The spinal cord is the relay system for messages between the brain and the peripheral nerves. (It can also play a role in affecting how strong your ultimate experience of pain is, but we’ll talk more about that later).

The peripheral nerves have two main jobs:

Sensory: Sensory nerves send signals to the central nervous system about what you are feeling physically. When you stub your toe or get a papercut, it’s sensory nerves that send that signal up your spinal cord to your brain.

Motor: This is (to me) a kind of funny scientific word. It really just means “movement.” The motor nerves of the peripheral nervous system are what tell your muscles to move, as well as tell your organs to perform specific functions.

Pain

When people talk about how pain works, they are generally talking about the relationship between the sensory nerves, the spinal cord, and the brain. The sensory nerves send signals up to the brain about any damage that may have occurred, and the brain decides how to interpret those signals.

But Pain is a Two-Way Street

Historically, people considered this pain pathway to be a very consistent, cut-and-dry system that always worked the same way every time. If a person was in a lot of pain, they had to have a lot of physical damage/injury. If they weren’t in very much pain, they must not have a very serious physical problem.

However, scientific advances in the past few decades have shown that pain is actually much more complicated than that.
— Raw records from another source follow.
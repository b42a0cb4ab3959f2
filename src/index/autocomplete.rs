//! Autocompleter trait.

use std::fmt::Debug;

use crate::document::suggestion::Suggestion;
use crate::error::Result;

/// Abstract autocomplete dictionary implemented by every engine.
pub trait Autocompleter: Send + Sync + Debug {
    /// Add suggestion terms.
    fn add_terms(&self, suggestions: &[Suggestion]) -> Result<()>;

    /// Get up to `count` suggestions for `prefix`, highest score first.
    fn suggest(&self, prefix: &str, count: usize, fuzzy: bool) -> Result<Vec<Suggestion>>;

    /// Delete the whole dictionary.
    fn delete(&self) -> Result<()>;
}
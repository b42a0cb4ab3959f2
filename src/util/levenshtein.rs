//! Levenshtein edit distance for fuzzy suggestion matching.

use std::cmp::min;

/// Calculate the Levenshtein distance between two strings.
///
/// This is the minimum number of single-character insertions, deletions or
/// substitutions required to change one string into the other.
pub fn levenshtein_distance(s1: &str, s2: &str) -> usize {
    let s1_chars: Vec<char> = s1.chars().collect();
    let s2_chars: Vec<char> = s2.chars().collect();

    if s1_chars.is_empty() {
        return s2_chars.len();
    }
    if s2_chars.is_empty() {
        return s1_chars.len();
    }

    // Two rolling rows of the distance matrix
    let mut prev: Vec<usize> = (0..=s2_chars.len()).collect();
    let mut curr = vec![0; s2_chars.len() + 1];

    for (i, c1) in s1_chars.iter().enumerate() {
        curr[0] = i + 1;
        for (j, c2) in s2_chars.iter().enumerate() {
            let cost = if c1 == c2 { 0 } else { 1 };
            curr[j + 1] = min(
                min(
                    prev[j + 1] + 1, // deletion
                    curr[j] + 1,     // insertion
                ),
                prev[j] + cost, // substitution
            );
        }
        std::mem::swap(&mut prev, &mut curr);
    }

    prev[s2_chars.len()]
}

/// Calculate Levenshtein distance, returning `None` once it exceeds `threshold`.
pub fn levenshtein_distance_threshold(s1: &str, s2: &str, threshold: usize) -> Option<usize> {
    let len1 = s1.chars().count();
    let len2 = s2.chars().count();

    // Length difference alone exceeds the threshold
    if len1.abs_diff(len2) > threshold {
        return None;
    }

    let distance = levenshtein_distance(s1, s2);
    if distance <= threshold {
        Some(distance)
    } else {
        None
    }
}

/// Check whether `candidate` starts with something within `max_distance`
/// edits of `prefix`.
///
/// Every leading slice of `candidate` whose length is within `max_distance`
/// characters of the prefix length is compared.
pub fn fuzzy_prefix_match(candidate: &str, prefix: &str, max_distance: usize) -> bool {
    let prefix_len = prefix.chars().count();
    let candidate_chars: Vec<char> = candidate.chars().collect();

    let low = prefix_len.saturating_sub(max_distance);
    let high = min(prefix_len + max_distance, candidate_chars.len());

    (low..=high).any(|len| {
        let head: String = candidate_chars[..len].iter().collect();
        levenshtein_distance_threshold(&head, prefix, max_distance).is_some()
    })
}
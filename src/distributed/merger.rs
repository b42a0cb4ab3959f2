//! Merging of per-shard partial results.

use crate::document::document::{Document, sort_by_score};
use crate::document::suggestion::{self, Suggestion};
use crate::index::index::SearchResults;
use crate::query::query::{Paging, Query};

/// Rewrite a query for one shard.
///
/// Each shard ranks from its own top, so the offset becomes 0 and the count
/// covers the caller's whole window. The merged slice then matches a global
/// sort-then-slice over every shard's matches.
pub fn shard_query(query: &Query) -> Query {
    let mut rewritten = query.clone();
    rewritten.paging = Paging::new(0, query.paging.end());
    rewritten
}

/// Merge shard results and cut the caller's page.
///
/// Documents are concatenated in the given order, stably sorted by
/// descending score and sliced by `paging`. Totals are summed regardless of
/// paging. An offset past the merged list yields an empty page.
pub fn merge_search_results(partials: Vec<SearchResults>, paging: Paging) -> SearchResults {
    let mut total = 0;
    let mut documents: Vec<Document> = Vec::new();

    for partial in partials {
        total += partial.total;
        documents.extend(partial.documents);
    }

    sort_by_score(&mut documents);

    let page = documents
        .into_iter()
        .skip(paging.offset)
        .take(paging.count)
        .collect();

    SearchResults::new(page, total)
}

/// Merge shard suggestion lists into the top `count` by descending score.
pub fn merge_suggestions(partials: Vec<Vec<Suggestion>>, count: usize) -> Vec<Suggestion> {
    let mut merged: Vec<Suggestion> = partials.into_iter().flatten().collect();
    suggestion::sort_by_score(&mut merged);
    merged.truncate(count);
    merged
}

#[cfg(test)]
mod tests {
    use super::*;

    fn results(scores: &[(&str, f32)], total: usize) -> SearchResults {
        SearchResults::new(
            scores
                .iter()
                .map(|(id, score)| Document::new(*id, *score))
                .collect(),
            total,
        )
    }

    fn ids(results: &SearchResults) -> Vec<&str> {
        results.documents.iter().map(|d| d.id()).collect()
    }

    #[test]
    fn test_shard_query_rewrite() {
        let query = Query::new("hello").limit(20, 10);
        let rewritten = shard_query(&query);

        assert_eq!(rewritten.paging, Paging::new(0, 30));
        assert_eq!(rewritten.term, "hello");
        assert_eq!(query.paging, Paging::new(20, 10));
    }

    #[test]
    fn test_merge_sorts_and_sums() {
        let merged = merge_search_results(
            vec![
                results(&[("a", 0.9), ("b", 0.2)], 5),
                results(&[("c", 0.5)], 3),
                results(&[], 0),
            ],
            Paging::new(0, 10),
        );

        assert_eq!(merged.total, 8);
        assert_eq!(ids(&merged), vec!["a", "c", "b"]);
    }

    #[test]
    fn test_merge_paging() {
        let partials = || {
            vec![
                results(&[("a", 0.9), ("b", 0.7), ("c", 0.5)], 3),
                results(&[("d", 0.8), ("e", 0.6), ("f", 0.4)], 3),
            ]
        };

        let page = merge_search_results(partials(), Paging::new(2, 2));
        assert_eq!(ids(&page), vec!["b", "e"]);
        assert_eq!(page.total, 6);

        let past_end = merge_search_results(partials(), Paging::new(10, 5));
        assert!(past_end.documents.is_empty());
        assert_eq!(past_end.total, 6);
    }

    #[test]
    fn test_merge_ties_keep_arrival_order() {
        let merged = merge_search_results(
            vec![results(&[("x", 1.0)], 1), results(&[("y", 1.0)], 1)],
            Paging::default(),
        );
        assert_eq!(ids(&merged), vec!["x", "y"]);
    }

    #[test]
    fn test_merge_suggestions() {
        let merged = merge_suggestions(
            vec![
                vec![Suggestion::new("hello", 1.0), Suggestion::new("help", 0.5)],
                vec![Suggestion::new("helium", 2.0)],
                vec![],
            ],
            2,
        );

        let terms: Vec<&str> = merged.iter().map(|s| s.term.as_str()).collect();
        assert_eq!(terms, vec!["helium", "hello"]);
    }
}
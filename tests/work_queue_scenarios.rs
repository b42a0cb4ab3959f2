use std::collections::BTreeSet;
use std::thread;
use std::time::{Duration, Instant};

use shardbench::error::{Result, ShardBenchError};
use shardbench::pool::work_queue::WorkQueue;

#[test]
fn task_group_collects_every_unit_once() -> Result<()> {
    let pool = WorkQueue::new(5)?;
    let mut group = pool.task_group();
    for i in 0..5usize {
        group.submit(
            |i: usize| {
                thread::sleep(Duration::from_millis(10));
                i
            },
            i,
        )?;
    }

    let results = group.wait(None);
    assert!(results.is_complete());
    let seen: BTreeSet<usize> = results.into_results().into_iter().collect();
    assert_eq!(seen, (0..5).collect());
    Ok(())
}

#[test]
fn groups_on_one_pool_do_not_mix_results() -> Result<()> {
    let pool = WorkQueue::new(4)?;

    thread::scope(|s| {
        let handles: Vec<_> = (0..3usize)
            .map(|g| {
                let pool = &pool;
                s.spawn(move || -> Result<Vec<usize>> {
                    let mut group = pool.task_group();
                    for i in 0..10usize {
                        group.submit(move |i: usize| g * 100 + i, i)?;
                    }
                    let mut results = group.wait(Some(Duration::from_secs(5))).into_results();
                    results.sort_unstable();
                    Ok(results)
                })
            })
            .collect();

        for (g, handle) in handles.into_iter().enumerate() {
            let results = handle.join().unwrap()?;
            let expected: Vec<usize> = (0..10).map(|i| g * 100 + i).collect();
            assert_eq!(results, expected);
        }
        Ok(())
    })
}

#[test]
fn bounded_pool_limits_parallelism() -> Result<()> {
    let pool = WorkQueue::new(2)?;
    let start = Instant::now();
    let mut group = pool.task_group();
    for _ in 0..4 {
        group.submit(|_: ()| thread::sleep(Duration::from_millis(50)), ())?;
    }

    let results = group.wait(None);
    assert_eq!(results.results.len(), 4);
    // Two rounds of two sleeps each
    assert!(start.elapsed() >= Duration::from_millis(90));
    Ok(())
}

#[test]
fn shutdown_rejects_new_work() -> Result<()> {
    let pool = WorkQueue::new(1)?;
    let handle = pool.submit(|x: u32| x * 2, 21)?;
    assert_eq!(handle.wait(Some(Duration::from_secs(1)))?, 42);

    pool.shutdown();
    assert!(pool.is_closed());
    assert!(matches!(
        pool.submit(|x: u32| x, 1),
        Err(ShardBenchError::PoolClosed)
    ));
    Ok(())
}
It turns out that the severity of a person’s pain does not always reflect accurately the amount of physical injury they have experienced.

You can have soldiers in battle who do not even realize they’ve been shot– their peripheral nerves are sending very strong messages of “damage” up to their brains, but their brains tune those signals out because they need to focus on survival.

Conversely, you can have people with chronic pain, who– due to a number of potential factors—can experience excruciating pain in response to a very minor injury, or in fact no injury at all.

Central Sensitization

At the risk of boring my long-time readers, let me define one of my most favorite terms again.  Central sensitization is the process responsible for this last phenomenon, where people can develop an increased sensitivity to pain.

The term refers to a series of changes that can take place in the central nervous system (the brain and the spinal cord) which can ultimately make a person much more sensitive to pain.  In some cases, central sensitization can become a self-perpetuating phenomenon, in which a person continues to feel pain long after their initial injury has healed.

Central sensitization is such a fascinating topic.  There is still much research to be done on it, but so far it is believed to play a role in such seemingly-diverse conditions as fibromyalgia, chronic fatigue syndrome, irritable bowel syndrome, temporomandibular disorder, and many others.

One Last Thing

When I first started trying to understand the amazing, interesting new research that’s being done in pain, I kept hitting this one term that mystified me.  The dorsal horn.  What the heck is a dorsal horn?  I was so confused by this for a long time, and it really held me back from understanding a lot of articles.

Turns out, the term dorsal horn refers to an area in the back of the spinal cord.  The back of the spinal cord is where the sensory nerves meet with the spinal cord, so their messages can continue on up to the brain.  It’s pretty simple actually– the sensory nerves connect with the back of the spinal cord, and motor nerves connect in the front.  So when people talk about the dorsal horn, they are  talking about where sensory information is entering the spinal cord and then being relayed on up to the brain.

For more info

If you want a really great overview of the divisions of the nervous system, I highly recommend this video.

Conclusion

I really hope you’ve enjoyed this post!  As you can see, it’s written in a very different tone, and for a very different target audience, than my previous post.  I’m still in the process of figuring out what type of post works best on this blog.  I really want to be able to write about advanced scientific concepts for every day people, and I’ll probably be trying to figure out the best way to do that for a while. Your thoughts/comments/suggestions are always welcome, so please let me know if you have any! Thanks!